BY Ambrose Gahene
Uganda last week joined the rest of the world to commemorate the International Day of Education. Celebrations were organized by Youth Coalition members for Sustainable Development Goals, geared by James Brian Ntwatwa the President of Incredible Youth International at the Headquarters in Kebembe village in Mukono district.
United Nations Resident Coordinator and designated coordinator for Security in Uganda Ms Rosa Malango was the Chief Guest on the occasion attended by several UN officials and Korean philanthropists.
The celebrations began with a panel discussion by some members of Youth Coalition for SDGs on education led by Robert Kigongo, under a theme “RECOVER AND REVITALIZE EDUCATION FOR THE COVID-19 GENERATION – THE ROLE OF THE UN IN PROMOTING TRANSFORMATIVE EDUCATION”
In her remarks H.E. Rosa Malango lauded the the CEO & President of Incredible Youth International, Representatives from the Government – SDG Secretariat, Representatives from Civil Society, UN Colleagues, Members of the Youth Coalition for SDGs, Youth from the Community and the Media for participating in this year’s celebrations.
Malango said the theme “Recover and Revitalize Education for the COVID-19 Generation” is timely and that the Youth Coalition for SDGs has come a long way since it was formed during preparations for the UN and SDGs Awareness Month in October 2019 by bringing together youth organizations actively involved in contributing to achieving the SDGs under the auspices of the National SDG Secretariat within the Office of the Prime Minister and supported by the UN system. Since then, representatives from the Coalition, self-made leaders from across the nation, have been involved in key activities including preparations for the UN Emergency Appeal for COVID-19 and its impacts in April 2020, the II National Voluntary Report on Progress towards the achievement of the SDGs submitted to the UN General Assembly in July 2020 and the UN Sustainable Development Cooperation Framework (UNSDCF) for 2021 – 2025 launched last year.

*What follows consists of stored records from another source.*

mod app;
mod chat;
mod config;
mod dates;
mod extractor;
mod foods;
mod logs;
mod state;

#[tokio::main]
async fn main() -> anyhow::Result<()> {
    dotenvy::dotenv().ok();

    let env_filter = std::env::var("RUST_LOG")
        .unwrap_or_else(|_| "meallog=debug,axum=info,tower_http=info".to_string());
    let json_logs = std::env::var("LOG_FORMAT")
        .map(|v| v == "json")
        .unwrap_or(false);

    if json_logs {
        tracing_subscriber::fmt()
            .with_env_filter(env_filter)
            .with_target(false)
            .json()
            .init();
    } else {
        tracing_subscriber::fmt().with_env_filter(env_filter).init();
    }

    let app_state = state::AppState::init().await?;
    tracing::info!(model = %app_state.config.gemini.model, "using Gemini model");

    if let Err(e) = sqlx::migrate!("./migrations").run(&app_state.db).await {
        tracing::warn!(error = %e, "migration failed; continuing");
    }

    let app = app::build_app(app_state);
    app::serve(app).await
}
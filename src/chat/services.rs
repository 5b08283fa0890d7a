//! The confirmation state machine.
//!
//! Every function here is pure over its inputs; the current date is always
//! passed in so the protocol logic stays deterministic under test. State
//! between turns lives entirely in the [`LogDetails`] payload the client
//! echoes back.

use serde_json::Value;
use time::format_description::FormatItem;
use time::macros::format_description;
use time::{Date, Duration, OffsetDateTime};
use tracing::{info, warn};

use crate::dates::{format_iso_date, parse_iso_date};
use crate::extractor::RawLogDetails;

use super::dto::{ConfirmationAction, LogDetails, MealType, PromptResponse};

const READBACK_DATE_FORMAT: &[FormatItem<'static>] =
    format_description!("[weekday repr:long], [month repr:long] [day]");

/// Quantities above this are implausible enough to demand an explicit yes
/// instead of a passive readback.
const EXPLICIT_CONFIRMATION_THRESHOLD: i64 = 6;

pub fn today() -> Date {
    OffsetDateTime::now_utc().date()
}

/// Maps the model's date keyword to a concrete date. Only two keywords are
/// understood; anything else ("last Tuesday", typos, ...) deliberately falls
/// back to today rather than guessing.
pub fn resolve_meal_date(keyword: Option<&str>, today: Date) -> Date {
    let keyword = keyword.unwrap_or("").trim();
    if keyword.is_empty() || keyword.eq_ignore_ascii_case("today") {
        return today;
    }
    if keyword.eq_ignore_ascii_case("yesterday") {
        return today - Duration::days(1);
    }
    warn!(%keyword, "unrecognized date keyword, defaulting to today");
    today
}

/// The model may send a quantity as a number, a numeric string, or garbage.
/// Anything that does not come out as an integer ≥ 1 defaults to 1.
pub fn coerce_quantity(value: Option<&Value>) -> i64 {
    let numeric = match value {
        Some(Value::Number(n)) => n.as_i64().or_else(|| n.as_f64().map(|f| f as i64)),
        Some(Value::String(s)) => s.trim().parse::<i64>().ok(),
        _ => None,
    };
    numeric.filter(|q| *q >= 1).unwrap_or(1)
}

/// Builds the in-flight record from a raw actionable intent plus the
/// canonical food identity resolved against the dictionary. The canonical
/// calories replace whatever the model estimated this time around.
pub fn normalize_intent(
    raw: RawLogDetails,
    food_id: i64,
    canonical_calories: i64,
    today: Date,
) -> LogDetails {
    let meal_date = resolve_meal_date(raw.date_keyword.as_deref(), today);
    LogDetails {
        food: raw.food.unwrap_or_else(|| "unknown".into()),
        food_id: Some(food_id),
        meal: raw.meal,
        quantity: coerce_quantity(raw.quantity.as_ref()),
        calories: Some(canonical_calories),
        total_calories: None,
        meal_date: format_iso_date(meal_date),
    }
}

pub fn valid_meal(meal: Option<&str>) -> bool {
    meal.map(|m| m.parse::<MealType>().is_ok()).unwrap_or(false)
}

pub fn meal_clarification_prompt(details: LogDetails) -> PromptResponse {
    let response_text = format!(
        "Which meal was the {} for? (e.g., breakfast, lunch, dinner, snack)",
        details.food
    );
    PromptResponse {
        status: "success",
        action: ConfirmationAction::MealClarificationRequired,
        details: Some(details),
        response_text,
    }
}

fn date_clause(meal_date: &str, today: Date) -> String {
    let Some(date) = parse_iso_date(meal_date) else {
        // Malformed echo; leave the phrasing dateless.
        return String::new();
    };
    if date == today {
        String::new()
    } else if date == today - Duration::days(1) {
        " yesterday".to_string()
    } else {
        date.format(READBACK_DATE_FORMAT)
            .map(|formatted| format!(" on {formatted}"))
            .unwrap_or_default()
    }
}

/// The readback decision: computes the total when per-item calories are
/// known, then picks the confirmation strength from the quantity. The
/// returned details carry the computed total so the eventual confirm_log
/// echo persists it.
pub fn readback_or_confirm(mut details: LogDetails, today: Date) -> PromptResponse {
    // checked_mul: the echoed payload is client-controlled, so the factors
    // can be arbitrary. An overflowing product is treated like unknown
    // calories rather than wrapping into a garbage total.
    let calorie_clause = match details
        .calories
        .and_then(|per_item| per_item.checked_mul(details.quantity))
    {
        Some(total) => {
            details.total_calories = Some(total);
            format!(", which is about {total} calories")
        }
        None => String::new(),
    };
    let date_clause = date_clause(&details.meal_date, today);

    if details.quantity > EXPLICIT_CONFIRMATION_THRESHOLD {
        info!(
            quantity = details.quantity,
            "high quantity detected, requiring explicit confirmation"
        );
        let response_text = format!(
            "Did you really have {} {}{}{}? Please confirm to log.",
            details.quantity, details.food, date_clause, calorie_clause
        );
        return PromptResponse {
            status: "success",
            action: ConfirmationAction::ExplicitConfirmationRequired,
            details: Some(details),
            response_text,
        };
    }

    let meal = details.meal.as_deref().unwrap_or("unknown");
    let response_text = format!(
        "Got it: {} {} for {}{}{}. I'll log this in a moment unless you cancel.",
        details.quantity, details.food, meal, date_clause, calorie_clause
    );
    PromptResponse {
        status: "success",
        action: ConfirmationAction::ReadbackRequired,
        details: Some(details),
        response_text,
    }
}

/// Handles the user's reply to a meal-clarification prompt. Any reply outside
/// the four meals cancels the whole log; no synonyms, no partial matching.
pub fn apply_meal_clarification(
    mut details: LogDetails,
    meal_reply: &str,
    today: Date,
) -> PromptResponse {
    let normalized = meal_reply.trim().to_lowercase();
    match normalized.parse::<MealType>() {
        Ok(meal) => {
            info!(meal = meal.as_str(), "meal clarified");
            details.meal = Some(meal.as_str().to_string());
            readback_or_confirm(details, today)
        }
        Err(()) => {
            warn!(reply = %normalized, "invalid meal clarification, cancelling log");
            PromptResponse {
                status: "error",
                action: ConfirmationAction::LogCancelled,
                details: None,
                response_text: format!(
                    "'{normalized}' is not a valid meal. Please try logging again."
                ),
            }
        }
    }
}

/// The terminal reply for a finalized log. Persistence has already been
/// attempted by the caller; this text is sent regardless of its outcome.
pub fn finalized_response(details: &LogDetails) -> PromptResponse {
    let calorie_clause = details
        .total_calories
        .map(|total| format!(" for a total of {total} calories"))
        .unwrap_or_default();
    let meal = details.meal.as_deref().unwrap_or("unknown");
    PromptResponse {
        status: "success",
        action: ConfirmationAction::LogFinalized,
        details: None,
        response_text: format!(
            "Done. I've logged {} {} for {}{}.",
            details.quantity, details.food, meal, calorie_clause
        ),
    }
}
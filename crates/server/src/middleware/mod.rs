pub mod identity;
pub mod observe;
pub mod rate_limit;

“As we commemorate International Education Day, we recognize that COVID-19 has created a child rights crisis. According to the UN Educational, Scientific and Cultural Organization (UNESCO), the pandemic has created the largest disruption of education systems, affecting nearly 1.6 billion learners in more than 190 countries across the world. Since the closure of schools in Uganda on 20th March 2020 about 20 million learners in pre-primary, primary, secondary and tertiary institutions have been out of school 10 months affecting their quality of life and their future.” She said.
Malango added that COVID-19 has intensified disparities by reducing opportunities for the most vulnerable including learners with disabilities, girls, and learners in rural or urban poor communities, refugees and displaced persons. Like in other sectors, COVID-19 has stimulated innovation thanks to concerted efforts of government, development partners, teachers, parents and learners. It has demonstrated the shared commitment to sustain safe spaces for children and youth where they can learn skills, values and substance at community levels which I witnessed during my field visits.
“Ladies and gentlemen, we have a once in a generation opportunity to reimagine education and empower a new generation. The pace of change is accelerating, with innovations introduced at an unprecedented rate and scale. Uganda, the world’s second youngest nation, must maintain an enabling environment for this much needed generation of digital entrepreneurs, leaders and social innovators. If Uganda is to achieve its national vision and the SDGs it must find ways to invest concurrently in green industrialization and the knowledge economy.” Malango added.
She also noted that the great strides being witnessed in health, agri-business and production require a large community of researchers, scientists, entrepreneurs, teachers among others, who can exchange knowledge, create jobs, share solutions and empower the next generation.
She called upon Uganda to seize this moment to rapidly modernize the education system, leveraging digital learning to unlock transformational change at a national scale, reaching every child and young person with quality learning by connecting them to the internet
She equally thanked teachers who are delivering self-study packages to learners which are greatly appreciated by parents and students with no connectivity. She noticed that too many children in Africa, including Uganda – are not developing key skills, in part because African youth are the least digitally connected in the world, Uganda being no exception.
“We must build on what we have learned and become better prepared to deal with future risks. The significant efforts we have made so far is testament that if we work together, we can harness digital technologies to address some of the challenges in the education sector and inspire solutions for many.” She said.